Swedish racing driver

Bert Anders Olofsson (31 March 1952 – 22 January 2008) was a Swedish racing driver.

==Racing career==
Olofsson won back-to-back Swedish Formula Three titles in 1977 and 1978 and finished runner-up in the FIA European Formula 3 Championship in the same seasons.

Olofsson won three consecutive Japanese Touring Car titles as a works Nissan driver and triumphed in the 1991 Spa 24 Hours, driving a Nissan Skyline with David Brabham and Naoki Hattori.

From 1988 to 1995, Olofsson competed six times in the Bathurst 1000 touring car race in Australia, all with Gibson Motorsport. He drove in the 1988 Tooheys 1000 with Glenn Seton in a Nissan Skyline HR31 GTS-R, though the pair failed to complete a lap after the gearbox broke when Seton changed from second to third gear only seconds after the rolling start (the same fate had befallen Seton and Olofsson on lap 3 of the Sandown 500 just three weeks earlier, the traditional lead in to Bathurst). In 1989, he returned, driving with George Fury in a HR31 Skyline to finish fourth. After a two-year absence, he returned for Winfield Racing (Gibson) in 1992 (the final year of Group A) in a Nissan Skyline R32 GT-R to finish third outright with television commentator turned racer Neil Crompton. Despite Australian touring car racing abandoning Group A at the end of 1992 and moving to a V8 formula, Olofsson was held in such regard by the Fred Gibson run team that he was invited to return in 1993 and finished fourth with David Brabham in a Holden VP Commodore and 1994 to drive with veteran Colin Bond (the 1969 race winner) to finish sixth in a VP Commodore.
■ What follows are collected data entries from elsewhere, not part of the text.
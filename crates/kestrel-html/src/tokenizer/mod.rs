//! Markup tokenizer.
//!
//! A single forward scan over the input with one character of lookahead.
//! There is no error state: anything the scanner cannot make sense of
//! degrades to text or is skipped.

/// Token types produced by the tokenizer.
pub mod token;
/// The scanner itself.
pub mod scanner;

pub use token::{Attribute, Token};
pub use scanner::{HTMLTokenizer, tokenize};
Olofsson's last Bathurst 1000 was again with the Gibson team in 1995 where he teamed with Steven Richards in a Holden VR Commodore to again finish fourth.

Olofsson finished second overall and won the GT1 class of the 1997 Le Mans 24 Hours, sharing a Gulf McLaren F1 with Jean-Marc Gounon and Pierre-Henri Raphanel.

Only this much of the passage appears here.